REQUIRED WORK: Keep to one stretch of the data below, the lines from the one with "let json = cli.json;" up to and including the one with "#[arg(long, global = true, env", and return that stretch exactly.

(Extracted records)
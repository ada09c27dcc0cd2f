//! todoshare - todos organized in shareable categories
//!
//! A CLI over a local data directory: users own categories, share them at read or write
//! level, and manage the todos inside.

use clap::Parser;
use todoshare::cli::Cli;
use todoshare::output::{emit_error, infer_command_name_from_args};
use tracing_subscriber::{fmt, prelude::*, EnvFilter};

fn main() {
    // Tracing is opt-in via RUST_LOG.
    // Keep startup robust in CI/robot envs: ignore invalid/huge filters.
    let filter = std::env::var("RUST_LOG")
        .ok()
        .and_then(|raw| {
            let raw = raw.trim();
            if raw.is_empty() || raw.len() > 4096 {
                return None;
            }
            EnvFilter::try_new(raw).ok()
        })
        .unwrap_or_else(|| EnvFilter::new("off"));

    tracing_subscriber::registry()
        .with(fmt::layer().with_writer(std::io::stderr))
        .with(filter)
        .init();

    let command = infer_command_name_from_args();
    let cli = Cli::parse();
    let json = cli.json;
    if let Err(err) = cli.run() {
        let _ = emit_error(&command, &err, json);
        std::process::exit(err.exit_code());
    }
}
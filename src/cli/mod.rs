//! Command-line interface for todoshare
//!
//! This module defines the CLI structure using clap derive macros.
//! Each command group is implemented in its own submodule.

use std::path::PathBuf;

use clap::{Parser, Subcommand};

use crate::error::Result;
use crate::model::{CategoryId, Permission, TaskId};

mod actor;
mod board;
mod category;
mod share;
mod task;
mod user;

/// todoshare - todos organized in categories you can share
///
/// Every todo lives in exactly one category. Owners share categories with other users at
/// read or write level; todos follow the owner of their category.
#[derive(Parser, Debug)]
#[command(name = "todoshare")]
#[command(author, version, about, long_about = None)]
#[command(propagate_version = true)]
pub struct Cli {
    /// Data directory (defaults to the platform data directory)
    #[arg(long, global = true, env = "TODOSHARE_HOME")]
    pub data_dir: Option<PathBuf>,

    /// Acting user (email or id); falls back to TODOSHARE_USER, `actor set`, then config
    #[arg(long, global = true)]
    pub user: Option<String>,

    /// Output in JSON format
    #[arg(long, global = true)]
    pub json: bool,

    /// Suppress non-essential output
    #[arg(short, long, global = true)]
    pub quiet: bool,

    #[command(subcommand)]
    pub command: Commands,
}

/// Available subcommands
#[derive(Subcommand, Debug)]
pub enum Commands {
    /// Register and list users
    #[command(subcommand)]
    User(UserCommands),

    /// Set or show the acting user
    #[command(subcommand)]
    Actor(ActorCommands),

    /// Manage todos
    #[command(subcommand)]
    Task(TaskCommands),

    /// Manage categories
    #[command(subcommand)]
    Category(CategoryCommands),

    /// Grant, change and revoke category access
    #[command(subcommand)]
    Share(ShareCommands),

    /// Every accessible category with its todos
    Board,
}

/// User subcommands
#[derive(Subcommand, Debug)]
pub enum UserCommands {
    /// Register a user
    Add {
        /// Email address (stored lower-case)
        email: String,

        /// Display name
        #[arg(long)]
        name: String,
    },

    /// List registered users
    List,

    /// Change the acting user's display name
    Rename {
        /// New display name
        name: String,
    },
}

/// Actor subcommands
#[derive(Subcommand, Debug)]
pub enum ActorCommands {
    /// Persist the acting user for this data directory
    Set {
        /// Email or id of an existing user
        #[arg(value_name = "USER")]
        target: String,
    },

    /// Show the resolved acting user
    Show,
}

/// Todo subcommands
#[derive(Subcommand, Debug)]
pub enum TaskCommands {
    /// Create a todo
    New {
        /// Todo title
        title: String,

        /// Longer description
        #[arg(long, default_value = "")]
        description: String,

        /// Category name, created for you when missing
        #[arg(long)]
        category: Option<String>,

        /// Existing category id (wins over --category)
        #[arg(long)]
        category_id: Option<CategoryId>,
    },

    /// Show a todo
    Show {
        id: TaskId,
    },

    /// List todos you own or that are shared with you
    List {
        /// Page number (clamped to 1)
        #[arg(long, default_value_t = 1, allow_negative_numbers = true)]
        page: i64,

        /// Page size (0 or less uses the configured default)
        #[arg(long, default_value_t = 0, allow_negative_numbers = true)]
        page_size: i64,
    },

    /// Change fields of a todo
    Edit {
        id: TaskId,

        #[arg(long)]
        title: Option<String>,

        #[arg(long)]
        description: Option<String>,

        /// Mark as completed
        #[arg(long, conflicts_with = "undone")]
        done: bool,

        /// Mark as not completed
        #[arg(long)]
        undone: bool,

        /// Move to another category
        #[arg(long)]
        category_id: Option<CategoryId>,
    },

    /// Delete a todo
    Rm {
        id: TaskId,
    },
}

/// Category subcommands
#[derive(Subcommand, Debug)]
pub enum CategoryCommands {
    /// Create a category
    New {
        name: String,
    },

    /// List owned and shared categories
    List,

    /// Show a category
    Show {
        id: CategoryId,
    },

    /// Rename a category you own
    Rename {
        id: CategoryId,
        name: String,
    },

    /// Delete a category you own, with its todos and shares
    Rm {
        id: CategoryId,
    },

    /// List the todos of one category
    Tasks {
        id: CategoryId,

        #[arg(long, default_value_t = 1, allow_negative_numbers = true)]
        page: i64,

        #[arg(long, default_value_t = 0, allow_negative_numbers = true)]
        page_size: i64,
    },

    /// Show your permission on a category
    Perm {
        id: CategoryId,
    },
}

/// Share subcommands
#[derive(Subcommand, Debug)]
pub enum ShareCommands {
    /// Share a category you own with another user
    Add {
        category_id: CategoryId,

        /// Email of the user to share with
        email: String,

        /// read or write
        #[arg(long, default_value = "read")]
        permission: Permission,
    },

    /// Revoke a user's access
    Rm {
        category_id: CategoryId,

        /// Email or id of the user
        #[arg(value_name = "USER")]
        target: String,
    },

    /// Change a user's permission
    Set {
        category_id: CategoryId,

        /// Email or id of the user
        #[arg(value_name = "USER")]
        target: String,

        /// read or write
        permission: Permission,
    },

    /// List the shares of a category you own
    List {
        category_id: CategoryId,
    },
}

/// Global flags every command receives
#[derive(Debug, Clone)]
pub struct GlobalOptions {
    pub data_dir: Option<PathBuf>,
    pub user: Option<String>,
    pub json: bool,
    pub quiet: bool,
}

impl GlobalOptions {
    pub(crate) fn output(&self) -> crate::output::OutputOptions {
        crate::output::OutputOptions {
            json: self.json,
            quiet: self.quiet,
        }
    }
}

impl Cli {
    /// Execute the CLI command
    pub fn run(self) -> Result<()> {
        let global = GlobalOptions {
            data_dir: self.data_dir,
            user: self.user,
            json: self.json,
            quiet: self.quiet,
        };

        match self.command {
            Commands::User(cmd) => match cmd {
                UserCommands::Add { email, name } => {
                    user::run_add(user::AddOptions { email, name, global })
                }
                UserCommands::List => user::run_list(global),
                UserCommands::Rename { name } => {
                    user::run_rename(user::RenameOptions { name, global })
                }
            },
            Commands::Actor(cmd) => match cmd {
                ActorCommands::Set { target } => {
                    actor::run_set(actor::SetOptions { target, global })
                }
                ActorCommands::Show => actor::run_show(global),
            },
            Commands::Task(cmd) => match cmd {
                TaskCommands::New {
                    title,
                    description,
                    category,
                    category_id,
                } => task::run_new(task::NewOptions {
                    title,
                    description,
                    category,
                    category_id,
                    global,
                }),
                TaskCommands::Show { id } => task::run_show(task::ShowOptions { id, global }),
                TaskCommands::List { page, page_size } => task::run_list(task::ListOptions {
                    page,
                    page_size,
                    global,
                }),
                TaskCommands::Edit {
                    id,
                    title,
                    description,
                    done,
                    undone,
                    category_id,
                } => task::run_edit(task::EditOptions {
                    id,
                    title,
                    description,
                    completed: match (done, undone) {
                        (true, _) => Some(true),
                        (_, true) => Some(false),
                        _ => None,
                    },
                    category_id,
                    global,
                }),
                TaskCommands::Rm { id } => task::run_rm(task::RmOptions { id, global }),
            },
            Commands::Category(cmd) => match cmd {
                CategoryCommands::New { name } => {
                    category::run_new(category::NewOptions { name, global })
                }
                CategoryCommands::List => category::run_list(global),
                CategoryCommands::Show { id } => {
                    category::run_show(category::ShowOptions { id, global })
                }
                CategoryCommands::Rename { id, name } => {
                    category::run_rename(category::RenameOptions { id, name, global })
                }
                CategoryCommands::Rm { id } => category::run_rm(category::RmOptions { id, global }),
                CategoryCommands::Tasks {
                    id,
                    page,
                    page_size,
                } => category::run_tasks(category::TasksOptions {
                    id,
                    page,
                    page_size,
                    global,
                }),
                CategoryCommands::Perm { id } => {
                    category::run_perm(category::PermOptions { id, global })
                }
            },
            Commands::Share(cmd) => match cmd {
                ShareCommands::Add {
                    category_id,
                    email,
                    permission,
                } => share::run_add(share::AddOptions {
                    category_id,
                    email,
                    permission,
                    global,
                }),
                ShareCommands::Rm {
                    category_id,
                    target,
                } => share::run_rm(share::RmOptions {
                    category_id,
                    target,
                    global,
                }),
                ShareCommands::Set {
                    category_id,
                    target,
                    permission,
                } => share::run_set(share::SetOptions {
                    category_id,
                    target,
                    permission,
                    global,
                }),
                ShareCommands::List { category_id } => {
                    share::run_list(share::ListOptions {
                        category_id,
                        global,
                    })
                }
            },
            Commands::Board => board::run(global),
        }
    }
}
//! Permission resolution for (user, category) pairs.
//!
//! Resolution is read-through on every call; a revoked grant stops working for the very next
//! request.

use crate::context::OpContext;
use crate::error::{Error, Result};
use crate::model::{Category, CategoryId, PermissionLevel, UserId};
use crate::store::{CategoryStore, ShareRegistry};

/// Answers "what can this user do with this category?".
pub struct PermissionResolver<'a, S: CategoryStore + ShareRegistry + ?Sized> {
    store: &'a S,
}

impl<'a, S: CategoryStore + ShareRegistry + ?Sized> PermissionResolver<'a, S> {
    pub fn new(store: &'a S) -> Self {
        Self { store }
    }

    /// Effective level of `user_id` on `category_id`.
    ///
    /// The owner check is terminal: a share row for the owner, if one ever existed, is never
    /// consulted.
    pub fn resolve(
        &self,
        ctx: &OpContext,
        user_id: UserId,
        category_id: CategoryId,
    ) -> Result<PermissionLevel> {
        self.resolve_with_category(ctx, user_id, category_id)
            .map(|(_, level)| level)
    }

    /// Like [`resolve`](Self::resolve), also returning the category record.
    pub fn resolve_with_category(
        &self,
        ctx: &OpContext,
        user_id: UserId,
        category_id: CategoryId,
    ) -> Result<(Category, PermissionLevel)> {
        let category = self
            .store
            .category_by_id(ctx, category_id)?
            .ok_or(Error::CategoryNotFound(category_id))?;

        if category.owner_id == user_id {
            return Ok((category, PermissionLevel::Owner));
        }

        let level = match self.store.share_for(ctx, category_id, user_id)? {
            Some(share) => PermissionLevel::from(share.permission),
            None => PermissionLevel::None,
        };
        Ok((category, level))
    }

    /// Fails unless `user_id` holds at least `required` on `category_id`.
    ///
    /// `CategoryNotFound` propagates as-is; no access at all is `Forbidden`; read access where
    /// write was needed is `NoWritePermission`.
    pub fn require(
        &self,
        ctx: &OpContext,
        user_id: UserId,
        category_id: CategoryId,
        required: PermissionLevel,
    ) -> Result<Category> {
        let (category, level) = self.resolve_with_category(ctx, user_id, category_id)?;
        if level.allows(required) {
            return Ok(category);
        }

        tracing::debug!(
            user_id,
            category_id,
            held = %level,
            required = %required,
            "permission denied"
        );
        if level == PermissionLevel::None {
            Err(Error::Forbidden(category_id))
        } else {
            Err(Error::NoWritePermission(category_id))
        }
    }
}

SOLUTION TO THE EXERCISE:
    let json = cli.json;
    if let Err(err) = cli.run() {
        let _ = emit_error(&command, &err, json);
        std::process::exit(err.exit_code());
    }
}
filename src/cli/mod.rs
//! Command-line interface for todoshare
//!
//! This module defines the CLI structure using clap derive macros.
//! Each command group is implemented in its own submodule.

use std::path::PathBuf;

use clap::{Parser, Subcommand};

use crate::error::Result;
use crate::model::{CategoryId, Permission, TaskId};

mod actor;
mod board;
mod category;
mod share;
mod task;
mod user;

/// todoshare - todos organized in categories you can share
///
/// Every todo lives in exactly one category. Owners share categories with other users at
/// read or write level; todos follow the owner of their category.
#[derive(Parser, Debug)]
#[command(name = "todoshare")]
#[command(author, version, about, long_about = None)]
#[command(propagate_version = true)]
pub struct Cli {
    /// Data directory (defaults to the platform data directory)
    #[arg(long, global = true, env = "TODOSHARE_HOME")]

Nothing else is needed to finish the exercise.